Following British Columbia’s novel carbon-tax, an imperfect but positive step in regulating carbon, Canada’s national environment minister, John Baird, unveiled a far less impressive attempt to clean up the nation’s most polluting industries, namely coal-fired power plants and the growing tar sand refineries of Western Canada. The new regulations, which will mandate carbon capture-technology on coal power plants and tar sand refineries, have the appearance of command-and-control carbon policy but in actuality command industry to do very little and promise no control on carbon emissions.
The problem is that the new regulations do not actually put a definite cap on carbon emissions. Instead, they mandate an increasing rate of carbon efficiency. This means companies may emit more carbon each year so long as they are emitting less carbon per barrel of oil produced.

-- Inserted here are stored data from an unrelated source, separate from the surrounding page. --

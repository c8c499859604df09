//! Revision Resolver
//!
//! Answers "which revision do we roll back to?" from two unreliable
//! sources: ephemeral cross-run metadata and the controller's
//! size-limited history window. Nothing it returns is absent from the
//! window it just fetched.

use crate::backend::ArgoBackend;
use crate::error::DeployError;
use crate::store::{DeploymentLedger, HistoryOutcome, MetadataStore};
use crate::types::HistoryWindow;
use tracing::{debug, info, warn};

/// Where a resolved revision came from.
#[derive(Debug, Clone, Copy, PartialEq, Eq)]
pub enum ResolutionSource {
    /// The recorded previous version, still present in the window.
    Metadata,
    /// Newest history entry with a recorded successful outcome.
    OutcomeScan,
    /// Positional guess: the entry before the latest one.
    Positional,
}

/// A rollback target that exists in the current history window.
#[derive(Debug, Clone, PartialEq, Eq)]
pub struct Resolution {
    pub history_id: u64,
    pub revision: String,
    pub source: ResolutionSource,
}

pub struct RevisionResolver<'a, B: ArgoBackend> {
    backend: &'a B,
    ledger: DeploymentLedger<'a>,
}

impl<'a, B: ArgoBackend> RevisionResolver<'a, B> {
    pub fn new(backend: &'a B, store: &'a dyn MetadataStore) -> Self {
        Self {
            backend,
            ledger: DeploymentLedger::new(store),
        }
    }

    /// Resolve the previous stable revision of `app`.
    ///
    /// First success wins:
    /// 1. recorded previous version, if still in the window
    /// 2. newest entry whose recorded outcome is success
    /// 3. second-from-last entry, then third-from-last
    ///
    /// `Ok(None)` means nothing resolvable.
    pub async fn resolve_previous(&self, app: &str) -> Result<Option<Resolution>, DeployError> {
        let window = self.backend.history(app).await?;
        self.resolve_in_window(app, &window).await
    }

    /// Same as [`Self::resolve_previous`] against an already fetched window.
    pub async fn resolve_in_window(
        &self,
        app: &str,
        window: &HistoryWindow,
    ) -> Result<Option<Resolution>, DeployError> {
        if window.is_empty() {
            warn!(app = %app, "history window is empty");
            return Ok(None);
        }

        if let Some(found) = self.from_metadata(app, window).await {
            return Ok(Some(found));
        }

        if let Some(found) = self.from_outcomes(app, window).await {
            return Ok(Some(found));
        }

        // Assumes linear, non-concurrent deploys. Not extended on purpose.
        let positional = window.nth_from_last(2).or_else(|| window.nth_from_last(3));
        match positional {
            Some(entry) => {
                info!(app = %app, history_id = entry.id, "falling back to positional history entry");
                Ok(Some(Resolution {
                    history_id: entry.id,
                    revision: entry.revision.clone(),
                    source: ResolutionSource::Positional,
                }))
            }
            None => {
                warn!(app = %app, entries = window.len(), "no previous revision resolvable");
                Ok(None)
            }
        }
    }

    async fn from_metadata(&self, app: &str, window: &HistoryWindow) -> Option<Resolution> {
        let recorded = match self.ledger.previous_version(app).await {
            Ok(v) => v?,
            Err(e) => {
                warn!(app = %app, error = %e, "could not read recorded previous version");
                return None;
            }
        };

        match window.entries().iter().find(|e| e.id == recorded) {
            Some(entry) => {
                info!(app = %app, history_id = entry.id, "using recorded previous version");
                Some(Resolution {
                    history_id: entry.id,
                    revision: entry.revision.clone(),
                    source: ResolutionSource::Metadata,
                })
            }
            None => {
                warn!(
                    app = %app,
                    history_id = recorded,
                    "recorded previous version is no longer in the history window"
                );
                None
            }
        }
    }

    async fn from_outcomes(&self, app: &str, window: &HistoryWindow) -> Option<Resolution> {
        for entry in window.newest_first() {
            match self.ledger.history_outcome(app, entry.id).await {
                Ok(Some(HistoryOutcome::Success)) => {
                    info!(app = %app, history_id = entry.id, "using last successful history entry");
                    return Some(Resolution {
                        history_id: entry.id,
                        revision: entry.revision.clone(),
                        source: ResolutionSource::OutcomeScan,
                    });
                }
                Ok(_) => continue,
                Err(e) => {
                    debug!(app = %app, history_id = entry.id, error = %e, "outcome lookup failed");
                    continue;
                }
            }
        }
        None
    }

    /// Map a rollback target to a history id.
    ///
    /// An all-digit target is already a history id and is returned as is.
    /// Otherwise it is matched against the window's revision column; the
    /// first row whose revision equals, contains, or is contained in the
    /// target wins.
    pub async fn resolve_history_id(
        &self,
        app: &str,
        target: &str,
    ) -> Result<Option<u64>, DeployError> {
        let target = target.trim();
        if target.is_empty() {
            return Ok(None);
        }
        if let Some(id) = parse_history_id(target) {
            return Ok(Some(id));
        }

        let window = self.backend.history(app).await?;
        let found = window
            .entries()
            .iter()
            .find(|e| e.matches_revision(target))
            .map(|e| e.id);

        match found {
            Some(id) => debug!(app = %app, target = %target, history_id = id, "matched revision"),
            None => warn!(app = %app, target = %target, "revision not found in history window"),
        }
        Ok(found)
    }
}

/// `Some(id)` when `raw` is a bare history id.
pub fn parse_history_id(raw: &str) -> Option<u64> {
    let raw = raw.trim();
    if raw.is_empty() || !raw.chars().all(|c| c.is_ascii_digit()) {
        return None;
    }
    raw.parse().ok()
}

#[cfg(test)]
mod tests {
    use super::*;
    use crate::store::{DeploymentRecord, MemoryMetadataStore};
    use crate::testing::FakeArgo;

    async fn remember_previous(store: &MemoryMetadataStore, app: &str, id: u64) {
        DeploymentLedger::new(store)
            .save_record(&DeploymentRecord::deploying(app, Some(id)))
            .await
            .unwrap();
    }

    async fn mark(store: &MemoryMetadataStore, app: &str, id: u64, outcome: HistoryOutcome) {
        DeploymentLedger::new(store)
            .record_outcome(app, id, outcome)
            .await
            .unwrap();
    }

    #[tokio::test]
    async fn test_metadata_takes_precedence() {
        let argo = FakeArgo::new().with_history(&[(5, "aaa"), (6, "bbb"), (7, "ccc"), (8, "ddd")]);
        let store = MemoryMetadataStore::new();
        remember_previous(&store, "web", 6).await;
        mark(&store, "web", 7, HistoryOutcome::Success).await;

        let resolver = RevisionResolver::new(&argo, &store);
        let found = resolver.resolve_previous("web").await.unwrap().unwrap();
        assert_eq!(found.history_id, 6);
        assert_eq!(found.revision, "bbb");
        assert_eq!(found.source, ResolutionSource::Metadata);
    }

    #[tokio::test]
    async fn test_evicted_metadata_is_discarded() {
        let argo = FakeArgo::new().with_history(&[(5, "aaa"), (6, "bbb"), (7, "ccc"), (8, "ddd")]);
        let store = MemoryMetadataStore::new();
        remember_previous(&store, "web", 2).await;
        mark(&store, "web", 5, HistoryOutcome::Success).await;

        let resolver = RevisionResolver::new(&argo, &store);
        let found = resolver.resolve_previous("web").await.unwrap().unwrap();
        assert_eq!(found.history_id, 5);
        assert_eq!(found.source, ResolutionSource::OutcomeScan);
    }

    #[tokio::test]
    async fn test_outcome_scan_is_newest_first() {
        let argo = FakeArgo::new().with_history(&[(5, "aaa"), (6, "bbb"), (7, "ccc"), (8, "ddd")]);
        let store = MemoryMetadataStore::new();
        mark(&store, "web", 5, HistoryOutcome::Success).await;
        mark(&store, "web", 6, HistoryOutcome::Success).await;
        mark(&store, "web", 7, HistoryOutcome::Failed).await;
        mark(&store, "web", 8, HistoryOutcome::Failed).await;

        let resolver = RevisionResolver::new(&argo, &store);
        let found = resolver.resolve_previous("web").await.unwrap().unwrap();
        assert_eq!(found.history_id, 6);
    }

    #[tokio::test]
    async fn test_positional_fallback() {
        let argo = FakeArgo::new().with_history(&[(5, "aaa"), (6, "bbb"), (7, "ccc")]);
        let store = MemoryMetadataStore::new();

        let resolver = RevisionResolver::new(&argo, &store);
        let found = resolver.resolve_previous("web").await.unwrap().unwrap();
        assert_eq!(found.history_id, 6);
        assert_eq!(found.source, ResolutionSource::Positional);
    }

    #[tokio::test]
    async fn test_evicted_metadata_never_returned_even_positionally() {
        let argo = FakeArgo::new().with_history(&[(9, "iii"), (10, "jjj")]);
        let store = MemoryMetadataStore::new();
        remember_previous(&store, "web", 3).await;

        let resolver = RevisionResolver::new(&argo, &store);
        let found = resolver.resolve_previous("web").await.unwrap().unwrap();
        assert_eq!(found.history_id, 9);
        assert_ne!(found.history_id, 3);
    }

    #[tokio::test]
    async fn test_nothing_resolvable() {
        let store = MemoryMetadataStore::new();

        let single = FakeArgo::new().with_history(&[(1, "aaa")]);
        let resolver = RevisionResolver::new(&single, &store);
        assert!(resolver.resolve_previous("web").await.unwrap().is_none());

        let empty = FakeArgo::new();
        let resolver = RevisionResolver::new(&empty, &store);
        assert!(resolver.resolve_previous("web").await.unwrap().is_none());
    }

    #[tokio::test]
    async fn test_resolve_history_id() {
        let argo = FakeArgo::new().with_history(&[(5, "4f1c2a9d8e7f"), (6, "9be07d1"), (7, "4f1c2a9d8e7f")]);
        let store = MemoryMetadataStore::new();
        let resolver = RevisionResolver::new(&argo, &store);

        // Already a history id: verbatim, no history lookup
        assert_eq!(resolver.resolve_history_id("web", "42").await.unwrap(), Some(42));
        assert_eq!(argo.count("history"), 0);

        // Short SHA against long, first match wins
        assert_eq!(resolver.resolve_history_id("web", "4f1c2a9").await.unwrap(), Some(5));
        // Long SHA against short
        assert_eq!(
            resolver.resolve_history_id("web", "9be07d1aa3c0ffee").await.unwrap(),
            Some(6)
        );
        assert_eq!(resolver.resolve_history_id("web", "deadbeef").await.unwrap(), None);
        assert_eq!(resolver.resolve_history_id("web", "  ").await.unwrap(), None);
    }

    #[test]
    fn test_parse_history_id() {
        assert_eq!(parse_history_id("12"), Some(12));
        assert_eq!(parse_history_id(" 7\n"), Some(7));
        assert_eq!(parse_history_id("a1b2"), None);
        assert_eq!(parse_history_id(""), None);
    }
}
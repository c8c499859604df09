//! `argocd-deploy`: the Buildkite step entrypoint.
//!
//! Exit code 0 for success, a paused run awaiting a decision, or an
//! accepted failure; 1 for everything else.

use argocd_deploy_rs::{ArgoCdCli, BuildkiteAgentCli, Config, MetadataStore, Runner};
use clap::Parser;
use std::process::ExitCode;
use tracing::{debug, error, info};

#[tokio::main]
async fn main() -> ExitCode {
    // Load .env
    dotenvy::dotenv().ok();

    // Control verbosity with RUST_LOG, default info
    tracing_subscriber::fmt()
        .with_env_filter(
            tracing_subscriber::EnvFilter::try_from_default_env()
                .unwrap_or_else(|_| tracing_subscriber::EnvFilter::new("info")),
        )
        .with_target(false)
        .init();

    let config = Config::parse();
    debug!(config = ?config, "configuration");

    // Missing credentials are reported by the runner before any call
    let argo = ArgoCdCli::new(config.credentials().unwrap_or_default());
    let agent = BuildkiteAgentCli::new();

    #[cfg(feature = "file-storage")]
    let file_store = match &config.metadata_dir {
        Some(dir) => match argocd_deploy_rs::FileMetadataStore::new(dir.clone()).await {
            Ok(store) => Some(store),
            Err(e) => {
                error!(error = %e, "failed to open metadata directory");
                return ExitCode::FAILURE;
            }
        },
        None => None,
    };
    #[cfg(feature = "file-storage")]
    let store: &dyn MetadataStore = match &file_store {
        Some(store) => store,
        None => &agent,
    };

    #[cfg(not(feature = "file-storage"))]
    let store: &dyn MetadataStore = {
        if config.metadata_dir.is_some() {
            tracing::warn!("metadata-dir needs the file-storage feature, using buildkite-agent");
        }
        &agent
    };

    match Runner::new(&config, &argo, &agent, store).run().await {
        Ok(outcome) => {
            info!(outcome = outcome.name(), "done");
            ExitCode::from(outcome.exit_code())
        }
        Err(e) => {
            error!(error = %e, "failed");
            ExitCode::FAILURE
        }
    }
}
//! Cross-run persistence.
//!
//! This module contains:
//! - [`MetadataStore`] trait + [`MemoryMetadataStore`], [`FileMetadataStore`]: key/value persistence
//! - [`DeploymentRecord`] / [`HistoryOutcome`]: what gets persisted
//! - [`DeploymentLedger`]: typed access over the key layout

mod ledger;
mod memory;
mod record;
mod store;

#[cfg(feature = "file-storage")]
pub mod file_backed;

pub use ledger::{decision_key, history_key, key_safe, record_key, DeploymentLedger};
pub use memory::MemoryMetadataStore;
pub use record::{DeploymentRecord, DeploymentStatus, HistoryOutcome};
pub(crate) use record::current_unix_time;
pub use store::MetadataStore;

#[cfg(feature = "file-storage")]
pub use file_backed::FileMetadataStore;
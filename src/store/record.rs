//! [`DeploymentRecord`]: durable memory of the last orchestration run.

use crate::error::DeployError;
use serde::{Deserialize, Serialize};

/// Lifecycle status of one deploy or rollback attempt.
#[derive(Debug, Clone, Copy, PartialEq, Eq, Serialize, Deserialize)]
#[serde(rename_all = "snake_case")]
pub enum DeploymentStatus {
    Deploying,
    Deployed,
    RollingBack,
    RolledBack,
    Failed,
    RollbackFailed,
}

impl DeploymentStatus {
    pub fn as_str(&self) -> &'static str {
        match self {
            DeploymentStatus::Deploying => "deploying",
            DeploymentStatus::Deployed => "deployed",
            DeploymentStatus::RollingBack => "rolling_back",
            DeploymentStatus::RolledBack => "rolled_back",
            DeploymentStatus::Failed => "failed",
            DeploymentStatus::RollbackFailed => "rollback_failed",
        }
    }

    pub fn is_terminal(&self) -> bool {
        matches!(
            self,
            DeploymentStatus::Deployed
                | DeploymentStatus::RolledBack
                | DeploymentStatus::Failed
                | DeploymentStatus::RollbackFailed
        )
    }

    /// Allowed moves within one run:
    /// `deploying → {deployed | failed | rolling_back → {rolled_back | rollback_failed}}`.
    pub fn can_transition_to(&self, next: DeploymentStatus) -> bool {
        use DeploymentStatus::*;
        matches!(
            (self, next),
            (Deploying, Deployed)
                | (Deploying, Failed)
                | (Deploying, RollingBack)
                | (RollingBack, RolledBack)
                | (RollingBack, RollbackFailed)
        )
    }
}

/// Persisted per application. Never read by the controller.
#[derive(Debug, Clone, PartialEq, Eq, Serialize, Deserialize)]
pub struct DeploymentRecord {
    pub app: String,
    pub status: DeploymentStatus,
    /// Free-form outcome detail (`success`, a failure reason, ...).
    #[serde(default)]
    pub result: String,
    /// History id this run deployed or rolled back to.
    #[serde(default)]
    pub current_version: Option<u64>,
    /// History id that was live before this run started.
    #[serde(default)]
    pub previous_version: Option<u64>,
    /// Unix seconds of the last update.
    pub timestamp: u64,
}

impl DeploymentRecord {
    /// Start a deploy attempt.
    pub fn deploying(app: impl Into<String>, previous_version: Option<u64>) -> Self {
        Self {
            app: app.into(),
            status: DeploymentStatus::Deploying,
            result: String::new(),
            current_version: None,
            previous_version,
            timestamp: current_unix_time(),
        }
    }

    /// Start a standalone rollback attempt.
    pub fn rolling_back(
        app: impl Into<String>,
        previous_version: Option<u64>,
        target: Option<u64>,
    ) -> Self {
        Self {
            app: app.into(),
            status: DeploymentStatus::RollingBack,
            result: String::new(),
            current_version: target,
            previous_version,
            timestamp: current_unix_time(),
        }
    }

    /// Move to `next`, rejecting anything outside the run's monotonic order.
    pub fn transition(
        &mut self,
        next: DeploymentStatus,
        result: impl Into<String>,
    ) -> Result<(), DeployError> {
        if !self.status.can_transition_to(next) {
            return Err(DeployError::InvalidState(format!(
                "deployment record for {}: {} -> {} not allowed",
                self.app,
                self.status.as_str(),
                next.as_str()
            )));
        }
        self.status = next;
        self.result = result.into();
        self.timestamp = current_unix_time();
        Ok(())
    }
}

/// Whether a historical deployment concluded successfully.
#[derive(Debug, Clone, Copy, PartialEq, Eq, Serialize, Deserialize)]
#[serde(rename_all = "snake_case")]
pub enum HistoryOutcome {
    Success,
    Failed,
}

impl HistoryOutcome {
    pub fn as_str(&self) -> &'static str {
        match self {
            HistoryOutcome::Success => "success",
            HistoryOutcome::Failed => "failed",
        }
    }

    pub fn parse(raw: &str) -> Option<Self> {
        match raw.trim() {
            "success" => Some(HistoryOutcome::Success),
            "failed" => Some(HistoryOutcome::Failed),
            _ => None,
        }
    }
}

pub(crate) fn current_unix_time() -> u64 {
    std::time::SystemTime::now()
        .duration_since(std::time::UNIX_EPOCH)
        .unwrap_or_default()
        .as_secs()
}
//! Terminal outcome reporting.
//!
//! Every terminal outcome leaves a log artifact and an annotation behind.
//! None of it can change the outcome: failures here are warnings.

use crate::agent::PipelineAgent;
use crate::backend::ArgoBackend;
use crate::notify::{Notification, Notifier};
use crate::store::current_unix_time;
use std::path::{Path, PathBuf};
use tracing::{debug, warn};

pub const DEFAULT_LOG_LINES: u32 = 1000;

#[derive(Debug, Clone)]
pub struct ReportSettings {
    /// Fetch controller application logs into the run log.
    pub collect_logs: bool,
    /// Upload the run log as a build artifact.
    pub upload_artifacts: bool,
    pub log_lines: u32,
    /// Directory the run log is written to.
    pub work_dir: PathBuf,
    pub slack_channel: Option<String>,
}

impl Default for ReportSettings {
    fn default() -> Self {
        Self {
            collect_logs: true,
            upload_artifacts: true,
            log_lines: DEFAULT_LOG_LINES,
            work_dir: std::env::temp_dir(),
            slack_channel: None,
        }
    }
}

pub struct Reporter<'a, B: ArgoBackend, A: PipelineAgent> {
    backend: &'a B,
    agent: &'a A,
    settings: ReportSettings,
}

impl<'a, B: ArgoBackend, A: PipelineAgent> Reporter<'a, B, A> {
    pub fn new(backend: &'a B, agent: &'a A, settings: ReportSettings) -> Self {
        Self {
            backend,
            agent,
            settings,
        }
    }

    /// Write and upload the run log, then notify. Returns the log path if
    /// one was written.
    pub async fn conclude(&self, notification: &Notification) -> Option<PathBuf> {
        let controller_logs = if self.settings.collect_logs {
            match self
                .backend
                .logs(&notification.app, self.settings.log_lines)
                .await
            {
                Ok(logs) => Some(logs),
                Err(e) => {
                    warn!(app = %notification.app, error = %e, "failed to collect application logs");
                    None
                }
            }
        } else {
            None
        };

        let log_path = match self
            .write_run_log(notification, controller_logs.as_deref())
            .await
        {
            Ok(path) => Some(path),
            Err(e) => {
                warn!(app = %notification.app, error = %e, "failed to write run log");
                None
            }
        };

        if self.settings.upload_artifacts {
            if let Some(path) = &log_path {
                if let Err(e) = self.agent.upload_artifact(path).await {
                    warn!(path = %path.display(), error = %e, "failed to upload run log");
                }
            }
        }

        Notifier::new(self.agent, self.settings.slack_channel.clone())
            .notify(notification)
            .await;

        log_path
    }

    async fn write_run_log(
        &self,
        notification: &Notification,
        controller_logs: Option<&str>,
    ) -> std::io::Result<PathBuf> {
        let timestamp = current_unix_time();
        let path = run_log_path(&self.settings.work_dir, &notification.app, timestamp);

        let mut content = String::new();
        content.push_str(&format!("application: {}\n", notification.app));
        content.push_str(&format!("outcome:     {}\n", notification.kind.as_str()));
        if !notification.detail.is_empty() {
            content.push_str(&format!("detail:      {}\n", notification.detail));
        }
        if let Some(id) = notification.history_id {
            content.push_str(&format!("history id:  {}\n", id));
        }
        if let Some(revision) = &notification.revision {
            content.push_str(&format!("revision:    {}\n", revision));
        }
        content.push_str(&format!("timestamp:   {}\n", timestamp));

        if let Some(logs) = controller_logs {
            content.push_str("\n--- application logs ---\n");
            content.push_str(logs);
            if !logs.ends_with('\n') {
                content.push('\n');
            }
        }

        tokio::fs::create_dir_all(&self.settings.work_dir).await?;
        tokio::fs::write(&path, content).await?;
        debug!(path = %path.display(), "run log written");
        Ok(path)
    }
}

fn run_log_path(dir: &Path, app: &str, timestamp: u64) -> PathBuf {
    let safe: String = app
        .chars()
        .map(|c| {
            if c.is_ascii_alphanumeric() || c == '-' || c == '_' || c == '.' {
                c
            } else {
                '-'
            }
        })
        .collect();
    dir.join(format!("argocd-deploy-{}-{}.log", safe, timestamp))
}
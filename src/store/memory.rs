//! In-memory metadata store.
//!
//! No persistence across processes. Used for dry local runs and as the
//! store behind the orchestration tests.

use crate::error::DeployError;
use crate::store::MetadataStore;
use async_trait::async_trait;
use std::collections::HashMap;
use std::sync::Mutex;

#[derive(Debug, Default)]
pub struct MemoryMetadataStore {
    values: Mutex<HashMap<String, String>>,
}

impl MemoryMetadataStore {
    pub fn new() -> Self {
        Self::default()
    }
}

#[async_trait]
impl MetadataStore for MemoryMetadataStore {
    async fn get(&self, key: &str) -> Result<Option<String>, DeployError> {
        let values = self
            .values
            .lock()
            .map_err(|_| DeployError::Storage("metadata store lock poisoned".into()))?;
        Ok(values.get(key).filter(|v| !v.is_empty()).cloned())
    }

    async fn set(&self, key: &str, value: &str) -> Result<(), DeployError> {
        let mut values = self
            .values
            .lock()
            .map_err(|_| DeployError::Storage("metadata store lock poisoned".into()))?;
        values.insert(key.to_string(), value.to_string());
        Ok(())
    }
}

The regulations requiring future tar sand companies and coal power plants to capture and store carbon emissions takes effect in 2012. Many critics fear companies will rush to start operations before the deadline, as if $100+ a barrel oil prices weren’t enough incentive.
Of concern in this whole debate is the fact that carbon capture and sequestration (CCS) is still an unproven pipe dream, a tidbit that hasn’t been widely discussed amid all of the media coverage. An optimistically myopic op-ed in The Globe and Mail thinks that quick federal funding will remedy any technical problems: “By 2015, we would have “kicked the tires,” by trying out CCS at full industrial scale.” But according to James Hansen, a NASA climate change expert, we’ll just be getting the tires on by 2015.
Friday’s panel discussion at Berkley’s Energy Symposium entitled “Carbon Capture & Sequestration: A Viable Alternative?” didn’t build our confidence. The panel seemed to agree that yes, CCS is absolutely necessary to mitigate climate change. However, when it came to answering the titular question no one could be pinned to say ‘yes, CCS is indeed viable.’
Many fear the new Canadian regulations will cause a bonanza of tar sand development between now and the 2012 cutoff date. “This is little more than a ‘get your shovels in the ground now’ call to the oil industry,” Dale Marshall of the David Suzuki Foundation told Oil Change International.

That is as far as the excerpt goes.